L’Organisation Mondiale de la Santé « OMS » a déclaré le 30 janvier 2020 l’épidémie du Coronavirus (Covid-19) comme une urgence de santé publique de portée internationale.

Le Ministère du travail a publié le 28 février un questions-réponses pour répondre aux interrogations des salariés et des entreprises, réactualisé tous les deux jours afin de tenir compte de l’évolution sanitaire et des nouvelles questions des entreprises.

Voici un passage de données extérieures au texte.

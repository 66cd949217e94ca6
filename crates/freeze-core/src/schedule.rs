use std::time::Duration;

use log::debug;

use crate::config::{FreezeAction, FreezeConfig};

/// The single deferred action, if any.
#[derive(Debug, Clone, Copy, PartialEq, Eq, Default)]
pub enum PendingAction {
    #[default]
    None,
    Enable { elapsed: Duration },
    Disable { elapsed: Duration },
}

impl PendingAction {
    #[inline]
    pub fn action(&self) -> FreezeAction {
        match self {
            PendingAction::None => FreezeAction::None,
            PendingAction::Enable { .. } => FreezeAction::Enable,
            PendingAction::Disable { .. } => FreezeAction::Disable,
        }
    }
}

/// Holds at most one enable/disable action behind its configured delay.
///
/// A new request always replaces whatever was pending.
#[derive(Debug, Default)]
pub struct DelayedActionScheduler {
    pending: PendingAction,
}

impl DelayedActionScheduler {
    pub fn new() -> Self {
        Self::default()
    }

    #[inline]
    pub fn pending(&self) -> PendingAction {
        self.pending
    }

    /// Defer `action` if it has a delay configured.
    ///
    /// Returns the action when it must be applied right away.
    pub fn request(&mut self, action: FreezeAction, cfg: &FreezeConfig) -> Option<FreezeAction> {
        if action == FreezeAction::None {
            return None;
        }

        if cfg.delay_for(action).is_zero() {
            return Some(action);
        }

        let replaced = self.pending.action();
        self.pending = match action {
            FreezeAction::Enable => PendingAction::Enable {
                elapsed: Duration::ZERO,
            },
            FreezeAction::Disable => PendingAction::Disable {
                elapsed: Duration::ZERO,
            },
            FreezeAction::None => PendingAction::None,
        };
        debug!(
            target: "freeze",
            "schedule.defer action={:?} replaced={:?} delay_ms={}",
            action,
            replaced,
            cfg.delay_for(action).as_millis()
        );
        None
    }

    /// Advance the pending action; returns it once its delay has elapsed.
    pub fn tick(&mut self, dt: Duration, cfg: &FreezeConfig) -> Option<FreezeAction> {
        let (action, elapsed) = match &mut self.pending {
            PendingAction::None => return None,
            PendingAction::Enable { elapsed } => (FreezeAction::Enable, elapsed),
            PendingAction::Disable { elapsed } => (FreezeAction::Disable, elapsed),
        };

        *elapsed += dt;
        if *elapsed < cfg.delay_for(action) {
            return None;
        }

        debug!(target: "freeze", "schedule.fire action={:?}", action);
        self.pending = PendingAction::None;
        Some(action)
    }
}
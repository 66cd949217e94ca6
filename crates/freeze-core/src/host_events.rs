/// Hotkey pair names the host registers on the filter's parent source.
pub const ENABLE_HOTKEY: &str = "Freeze.Enable";
pub const DISABLE_HOTKEY: &str = "Freeze.Disable";

/// Source lifecycle notifications from the host.
/// Each one maps to a configured [`FreezeAction`](crate::config::FreezeAction).
#[derive(Debug, Clone, Copy, PartialEq, Eq, Hash)]
pub enum LifecycleEvent {
    Activate,
    Deactivate,
    Show,
    Hide,
}

#[derive(Debug, Clone, Copy, PartialEq, Eq, Hash)]
pub enum HotkeyEvent {
    Enable,
    Disable,
}

impl HotkeyEvent {
    pub fn from_name(name: &str) -> Option<Self> {
        match name {
            ENABLE_HOTKEY => Some(HotkeyEvent::Enable),
            DISABLE_HOTKEY => Some(HotkeyEvent::Disable),
            _ => None,
        }
    }

    pub fn name(&self) -> &'static str {
        match self {
            HotkeyEvent::Enable => ENABLE_HOTKEY,
            HotkeyEvent::Disable => DISABLE_HOTKEY,
        }
    }
}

Le 29 février, le Président de la République officialisait lors d’un conseil de défense et de ministres exceptionnel le passage du stade 1 au stade 2 du plan de prévention et de gestion de la crise sanitaire impliquant de prendre de nouvelles mesures afin de limiter la diffusion du virus. Si le passage au stade 3 n’a pas encore été déclaré, le cap des 1 000 personnes touchées a été franchi, avec 1 126 cas de contaminations, selon Santé Publique France, qui dénombre 19 décès.

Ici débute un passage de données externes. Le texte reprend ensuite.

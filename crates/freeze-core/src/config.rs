use std::fs;
use std::io;
use std::time::Duration;

use serde::{Deserialize, Serialize};

use crate::error::{FreezeError, FreezeResult};
use crate::frame::MaskEdges;
use crate::selector::FreezeMode;

/// What a lifecycle event or hotkey asks the filter to do.
#[derive(Debug, Clone, Copy, PartialEq, Eq, Hash, Default, Serialize, Deserialize)]
#[serde(rename_all = "snake_case")]
pub enum FreezeAction {
    #[default]
    None,
    Enable,
    Disable,
}

pub const MAX_FRAMES: i64 = 100;
pub const MAX_FADE_MS: u32 = 10_000;
pub const MAX_TIMER_MS: u32 = 100_000;
pub const MAX_FEATHERING_PERCENT: f64 = 10.0;

/// Filter settings as the host stores them: milliseconds and percentages.
///
/// Use [`FreezeSettings::resolve`] to get the normalized [`FreezeConfig`].
#[derive(Debug, Clone, PartialEq, Serialize, Deserialize)]
pub struct FreezeSettings {
    #[serde(default = "default_frames")]
    pub frames: i64,

    #[serde(default)]
    pub freeze_mode: FreezeMode,

    /// Cap on how long a freeze lasts (ms), 0 = unlimited.
    #[serde(default)]
    pub duration: u32,

    #[serde(default)]
    pub refresh_interval: u32,

    #[serde(default)]
    pub fade_duration: u32,

    #[serde(default)]
    pub start_delay: u32,

    #[serde(default)]
    pub end_delay: u32,

    #[serde(default)]
    pub activate_action: FreezeAction,
    #[serde(default)]
    pub deactivate_action: FreezeAction,
    #[serde(default)]
    pub show_action: FreezeAction,
    #[serde(default)]
    pub hide_action: FreezeAction,

    #[serde(default)]
    pub mask: bool,

    /// Mask edges and feathering are percentages.
    #[serde(default)]
    pub mask_left: f64,
    #[serde(default)]
    pub mask_right: f64,
    #[serde(default)]
    pub mask_top: f64,
    #[serde(default)]
    pub mask_bottom: f64,

    #[serde(default = "default_feathering")]
    pub feathering: f64,
}

fn default_frames() -> i64 {
    1
}
fn default_feathering() -> f64 {
    2.0
}

impl Default for FreezeSettings {
    fn default() -> Self {
        Self {
            frames: default_frames(),
            freeze_mode: FreezeMode::default(),
            duration: 0,
            refresh_interval: 0,
            fade_duration: 0,
            start_delay: 0,
            end_delay: 0,
            activate_action: FreezeAction::None,
            deactivate_action: FreezeAction::None,
            show_action: FreezeAction::None,
            hide_action: FreezeAction::None,
            mask: false,
            mask_left: 0.0,
            mask_right: 0.0,
            mask_top: 0.0,
            mask_bottom: 0.0,
            feathering: default_feathering(),
        }
    }
}

impl FreezeSettings {
    pub fn from_toml_str(s: &str) -> FreezeResult<Self> {
        toml::from_str(s).map_err(|e| FreezeError::Config(format!("parse: {e}")))
    }

    /// Missing file yields defaults; an unreadable or malformed one is an error.
    pub fn load_or_default(path: &str) -> FreezeResult<Self> {
        match fs::read_to_string(path) {
            Ok(s) => toml::from_str(&s)
                .map_err(|e| FreezeError::Config(format!("parse {}: {}", path, e))),
            Err(e) if e.kind() == io::ErrorKind::NotFound => Ok(Self::default()),
            Err(source) => Err(FreezeError::Io {
                path: path.to_string(),
                source,
            }),
        }
    }

    pub fn to_toml_string(&self) -> FreezeResult<String> {
        toml::to_string_pretty(self).map_err(|e| FreezeError::Config(format!("serialize: {e}")))
    }

    /// Clamp to the host's ranges and convert to engine units.
    pub fn resolve(&self) -> FreezeConfig {
        let ms = |v: u32, max: u32| Duration::from_millis(u64::from(v.min(max)));

        FreezeConfig {
            capacity: self.frames.clamp(1, MAX_FRAMES) as usize,
            mode: self.freeze_mode,
            duration_cap: ms(self.duration, MAX_TIMER_MS),
            refresh_interval: ms(self.refresh_interval, MAX_TIMER_MS),
            fade_duration: ms(self.fade_duration, MAX_FADE_MS),
            start_delay: ms(self.start_delay, MAX_TIMER_MS),
            end_delay: ms(self.end_delay, MAX_TIMER_MS),
            actions: LifecycleActions {
                activate: self.activate_action,
                deactivate: self.deactivate_action,
                show: self.show_action,
                hide: self.hide_action,
            },
            mask_enabled: self.mask,
            mask: MaskEdges {
                left: percent(self.mask_left, 100.0),
                right: percent(self.mask_right, 100.0),
                top: percent(self.mask_top, 100.0),
                bottom: percent(self.mask_bottom, 100.0),
            },
            feathering: percent(self.feathering, MAX_FEATHERING_PERCENT),
        }
    }
}

fn percent(v: f64, max: f64) -> f32 {
    if v.is_nan() {
        return 0.0;
    }
    (v.clamp(0.0, max) / 100.0) as f32
}

#[derive(Debug, Clone, Copy, PartialEq, Eq, Default)]
pub struct LifecycleActions {
    pub activate: FreezeAction,
    pub deactivate: FreezeAction,
    pub show: FreezeAction,
    pub hide: FreezeAction,
}

/// Immutable engine configuration snapshot.
///
/// Zero durations disable the corresponding feature.
#[derive(Debug, Clone, PartialEq)]
pub struct FreezeConfig {
    pub capacity: usize,
    pub mode: FreezeMode,
    pub duration_cap: Duration,
    pub refresh_interval: Duration,
    pub fade_duration: Duration,
    pub start_delay: Duration,
    pub end_delay: Duration,
    pub actions: LifecycleActions,
    pub mask_enabled: bool,
    pub mask: MaskEdges,
    pub feathering: f32,
}

impl FreezeConfig {
    /// Delay gating `action`, zero when it applies immediately.
    #[inline]
    pub fn delay_for(&self, action: FreezeAction) -> Duration {
        match action {
            FreezeAction::Enable => self.start_delay,
            FreezeAction::Disable => self.end_delay,
            FreezeAction::None => Duration::ZERO,
        }
    }
}

impl Default for FreezeConfig {
    fn default() -> Self {
        FreezeSettings::default().resolve()
    }
}
use std::time::Duration;

#[derive(Debug, Clone, Copy, PartialEq, Eq, Default)]
pub enum FadeState {
    #[default]
    NotFading,
    Fading { elapsed: Duration },
}

/// Result of advancing the fade by one tick.
#[derive(Debug, Clone, Copy, PartialEq, Eq)]
pub enum FadeStep {
    Idle,
    Running,
    /// Fade reached its duration; the source should be disabled now.
    Finished,
}

/// Linear fade-out of the frozen frame.
#[derive(Debug, Default)]
pub struct FadeController {
    state: FadeState,
}

impl FadeController {
    pub fn new() -> Self {
        Self::default()
    }

    #[inline]
    pub fn state(&self) -> FadeState {
        self.state
    }

    #[inline]
    pub fn is_fading(&self) -> bool {
        matches!(self.state, FadeState::Fading { .. })
    }

    /// Start (or restart) from full opacity.
    pub fn begin(&mut self) {
        self.state = FadeState::Fading {
            elapsed: Duration::ZERO,
        };
    }

    pub fn cancel(&mut self) {
        self.state = FadeState::NotFading;
    }

    pub fn tick(&mut self, dt: Duration, fade_duration: Duration) -> FadeStep {
        let FadeState::Fading { elapsed } = &mut self.state else {
            return FadeStep::Idle;
        };

        *elapsed += dt;
        if *elapsed >= fade_duration {
            self.state = FadeState::NotFading;
            FadeStep::Finished
        } else {
            FadeStep::Running
        }
    }

    /// Fading and not yet at the end of the ramp.
    #[inline]
    pub fn in_progress(&self, fade_duration: Duration) -> bool {
        matches!(self.state, FadeState::Fading { elapsed } if elapsed < fade_duration)
    }

    /// `(fade - elapsed) / fade` while in progress, otherwise 1.0.
    pub fn opacity(&self, fade_duration: Duration) -> f32 {
        match self.state {
            FadeState::Fading { elapsed } if elapsed < fade_duration => {
                let total = fade_duration.as_secs_f64();
                ((total - elapsed.as_secs_f64()) / total) as f32
            }
            _ => 1.0,
        }
    }
}
pub mod config;
pub mod engine;
pub mod error;
pub mod fade;
pub mod frame;
pub mod host_events;
pub mod ring;
pub mod schedule;
pub mod selector;
pub mod services;

pub use crate::config::{FreezeAction, FreezeConfig, FreezeSettings, LifecycleActions};
pub use crate::engine::{FreezeEngine, FreezeStatus};
pub use crate::error::{FreezeError, FreezeResult};
pub use crate::fade::{FadeController, FadeState, FadeStep};
pub use crate::frame::{BlendParams, FrameSize, MaskEdges};
pub use crate::host_events::{HotkeyEvent, LifecycleEvent, DISABLE_HOTKEY, ENABLE_HOTKEY};
pub use crate::ring::FrameRingBuffer;
pub use crate::schedule::{DelayedActionScheduler, PendingAction};
pub use crate::selector::{next_frame, Direction, FreezeMode};
pub use crate::services::{CaptureFailure, FilterHost, FrameRenderer, SourceControl, TargetQuery};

Les entreprises, vivant au jour le jour dans un contexte de gestion de crise, doivent faire face à trois impératifs :

  • Être irréprochables dans leurs démarches afin de ne pas être tenues responsables ;
  • Assurer la continuité de leur activité économique ;
  • Participer à l’effort public de restreindre la propagation du virus à la population.

Pour y répondre, quelles sont les actions à mettre en œuvre par les employeurs ? Comment répondre aux conséquences d’une épidémie à multiples foyers, anticiper une éventuelle pandémie et organiser ou réorganiser le travail face à un fonctionnement dégradé ?

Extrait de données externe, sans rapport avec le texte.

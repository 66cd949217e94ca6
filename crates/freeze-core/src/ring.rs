use std::collections::VecDeque;

use log::{debug, trace};

use crate::error::{FreezeError, FreezeResult};
use crate::frame::FrameSize;

/// Capacity-bounded FIFO of captured frames, oldest first.
///
/// The buffer owns its handles between capture and eviction. Releasing a
/// handle is delegated to the caller through a `release` callback, so the
/// eviction policy stays independent of how resources are freed.
pub struct FrameRingBuffer<H> {
    frames: VecDeque<H>,
    capacity: usize,
    geometry: Option<FrameSize>,
}

impl<H> FrameRingBuffer<H> {
    /// Capacity below 1 is coerced to 1.
    pub fn new(capacity: usize) -> Self {
        let capacity = capacity.max(1);
        Self {
            frames: VecDeque::with_capacity(capacity),
            capacity,
            geometry: None,
        }
    }

    #[inline]
    pub fn capacity(&self) -> usize {
        self.capacity
    }

    #[inline]
    pub fn len(&self) -> usize {
        self.frames.len()
    }

    #[inline]
    pub fn is_empty(&self) -> bool {
        self.frames.is_empty()
    }

    #[inline]
    pub fn is_full(&self) -> bool {
        self.frames.len() >= self.capacity
    }

    /// Geometry every held frame was captured at.
    #[inline]
    pub fn geometry(&self) -> Option<FrameSize> {
        self.geometry
    }

    /// Shrinking evicts from the front until the new capacity holds.
    pub fn set_capacity(&mut self, capacity: usize, release: impl FnMut(H)) {
        self.capacity = capacity.max(1);
        self.evict_overflow(release);
    }

    /// Append a freshly captured frame, evicting the oldest past capacity.
    pub fn capture(&mut self, handle: H, release: impl FnMut(H)) {
        self.frames.push_back(handle);
        self.evict_overflow(release);
    }

    /// Pop the oldest frame for reuse, only when the buffer is full.
    pub fn take_recyclable(&mut self) -> Option<H> {
        if self.is_full() {
            self.frames.pop_front()
        } else {
            None
        }
    }

    /// Give back a slot taken with [`take_recyclable`](Self::take_recyclable)
    /// that was not used.
    pub fn restore_front(&mut self, handle: H) {
        self.frames.push_front(handle);
    }

    /// Drop everything if the target geometry changed.
    ///
    /// Returns `true` when a reset happened.
    pub fn invalidate(&mut self, size: FrameSize, release: impl FnMut(H)) -> bool {
        if self.geometry == Some(size) {
            return false;
        }

        debug!(
            target: "freeze",
            "ring.invalidate from={:?} to={}x{} released={}",
            self.geometry,
            size.width,
            size.height,
            self.frames.len()
        );

        self.geometry = Some(size);
        self.release_all(release);
        true
    }

    /// Frame at logical position `index`, 0 being the oldest.
    pub fn get(&self, index: usize) -> FreezeResult<&H> {
        self.frames.get(index).ok_or(FreezeError::IndexOutOfRange {
            index,
            len: self.frames.len(),
        })
    }

    pub fn iter(&self) -> impl Iterator<Item = &H> {
        self.frames.iter()
    }

    /// Release every held frame. Geometry is forgotten as well.
    pub fn teardown(&mut self, release: impl FnMut(H)) {
        self.release_all(release);
        self.geometry = None;
    }

    fn release_all(&mut self, release: impl FnMut(H)) {
        self.frames.drain(..).for_each(release);
    }

    fn evict_overflow(&mut self, mut release: impl FnMut(H)) {
        while self.frames.len() > self.capacity {
            if let Some(old) = self.frames.pop_front() {
                trace!(target: "freeze", "ring.evict len={}", self.frames.len());
                release(old);
            }
        }
    }
}

impl<H> Default for FrameRingBuffer<H> {
    fn default() -> Self {
        Self::new(1)
    }
}

#[cfg(test)]
mod tests {
    use super::*;

    fn collect(buf: &FrameRingBuffer<u32>) -> Vec<u32> {
        buf.iter().copied().collect()
    }

    #[test]
    fn keeps_most_recent_captures() {
        let mut released = Vec::new();
        let mut buf = FrameRingBuffer::new(3);

        for id in 1..=5 {
            buf.capture(id, |h| released.push(h));
        }

        assert_eq!(collect(&buf), vec![3, 4, 5]);
        assert_eq!(released, vec![1, 2]);
    }

    #[test]
    fn zero_capacity_is_one() {
        let buf: FrameRingBuffer<u32> = FrameRingBuffer::new(0);
        assert_eq!(buf.capacity(), 1);
    }

    #[test]
    fn invalidate_on_new_geometry_releases_everything() {
        let mut released = Vec::new();
        let mut buf = FrameRingBuffer::new(4);
        assert!(buf.invalidate(FrameSize::new(640, 480), |h| released.push(h)));

        buf.capture(1, |h| released.push(h));
        buf.capture(2, |h| released.push(h));

        assert!(!buf.invalidate(FrameSize::new(640, 480), |h| released.push(h)));
        assert_eq!(buf.len(), 2);

        assert!(buf.invalidate(FrameSize::new(1280, 720), |h| released.push(h)));
        assert!(buf.is_empty());
        assert_eq!(released, vec![1, 2]);

        buf.capture(3, |h| released.push(h));
        assert_eq!(collect(&buf), vec![3]);
        assert_eq!(buf.geometry(), Some(FrameSize::new(1280, 720)));
    }

    #[test]
    fn get_past_end_is_an_error() {
        let mut buf = FrameRingBuffer::new(2);
        buf.capture(7u32, |_| {});

        assert_eq!(*buf.get(0).unwrap(), 7);
        match buf.get(1) {
            Err(FreezeError::IndexOutOfRange { index: 1, len: 1 }) => {}
            other => panic!("unexpected: {other:?}"),
        }
    }

    #[test]
    fn shrinking_capacity_evicts_oldest() {
        let mut released = Vec::new();
        let mut buf = FrameRingBuffer::new(4);
        for id in 0..4 {
            buf.capture(id, |_| {});
        }

        buf.set_capacity(2, |h| released.push(h));
        assert_eq!(collect(&buf), vec![2, 3]);
        assert_eq!(released, vec![0, 1]);
    }

    #[test]
    fn recyclable_only_when_full() {
        let mut buf = FrameRingBuffer::new(2);
        buf.capture(1u32, |_| {});
        assert_eq!(buf.take_recyclable(), None);

        buf.capture(2, |_| {});
        let slot = buf.take_recyclable();
        assert_eq!(slot, Some(1));
        assert_eq!(buf.len(), 1);

        buf.restore_front(1);
        assert_eq!(collect(&buf), vec![1, 2]);
    }

    #[test]
    fn teardown_releases_all() {
        let mut released = Vec::new();
        let mut buf = FrameRingBuffer::new(3);
        buf.invalidate(FrameSize::new(8, 8), |_| {});
        buf.capture(1u32, |_| {});
        buf.capture(2, |_| {});

        buf.teardown(|h| released.push(h));
        assert!(buf.is_empty());
        assert_eq!(buf.geometry(), None);
        assert_eq!(released, vec![1, 2]);
    }
}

Explications de Caroline Luche-Rocchia, avocat associée du département social et ingénierie RH de Grant Thornton Société d’avocats, et de Clotilde Marchetti, associée Risk Management de Grant Thornton.

L’obligation de sécurité et la protection de la santé des salariés au cœur des actions de l’employeur

L’employeur est responsable de la santé et la sécurité des salariés de son entreprise (art. L.4121-1 du Code du travail).

Il est légalement tenu d’une obligation de sécurité, consistant à prendre toutes les mesures de prévention adéquates pour protéger de manière effective la santé des travailleurs qu’il emploie, sur le territoire ou dans le cadre de missions à l'étranger.

Cela concerne notamment l’exposition des salariés aux risques biologiques dans le cadre de leur activité professionnelle (art. R.4422-1 du Code du travail), tout particulièrement s’ils sont susceptibles de provoquer une maladie grave chez l’homme (ce qui est le cas en l’espèce).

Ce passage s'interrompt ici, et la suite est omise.